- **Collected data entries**
· · ·

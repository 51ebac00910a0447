//! Product route handlers.
//!
//! Thin proxies over the cached catalog.

use axum::{
    Json,
    extract::{Path, State},
};
use pawcare_core::ItemId;
use tracing::instrument;

use crate::api::Product;
use crate::error::Result;
use crate::state::AppState;

/// List the catalog.
#[instrument(skip_all)]
pub async fn index(State(state): State<AppState>) -> Result<Json<Vec<Product>>> {
    let products = state.client().list_products().await?;
    Ok(Json(products.as_slice().to_vec()))
}

/// Show one product.
#[instrument(skip(state))]
pub async fn show(
    State(state): State<AppState>,
    Path(id): Path<String>,
) -> Result<Json<Product>> {
    let product = state.client().get_product(&ItemId::new(id)).await?;
    Ok(Json(product))
}
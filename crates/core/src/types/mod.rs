//! Core types for PawCare.
//!
//! This module provides type-safe wrappers for common domain concepts.

pub mod contact;
pub mod id;
pub mod price;
pub mod status;

pub use contact::{ContactError, Email, PhoneNumber};
pub use id::*;
pub use price::{Price, PriceError, format_amount};
pub use status::*;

· · ·

- **YOUR GOAL**
Output the line containing "Show one product." and all lines after it to the end of the records, exactly as given.

- **EXERCISE SOLUTION**
/// Show one product.
#[instrument(skip(state))]
pub async fn show(
    State(state): State<AppState>,
    Path(id): Path<String>,
) -> Result<Json<Product>> {
    let product = state.client().get_product(&ItemId::new(id)).await?;
    Ok(Json(product))
}
filename crates/core/src/types/mod.rs
//! Core types for PawCare.
//!
//! This module provides type-safe wrappers for common domain concepts.

pub mod contact;
pub mod id;
pub mod price;
pub mod status;

pub use contact::{ContactError, Email, PhoneNumber};
pub use id::*;
pub use price::{Price, PriceError, format_amount};
pub use status::*;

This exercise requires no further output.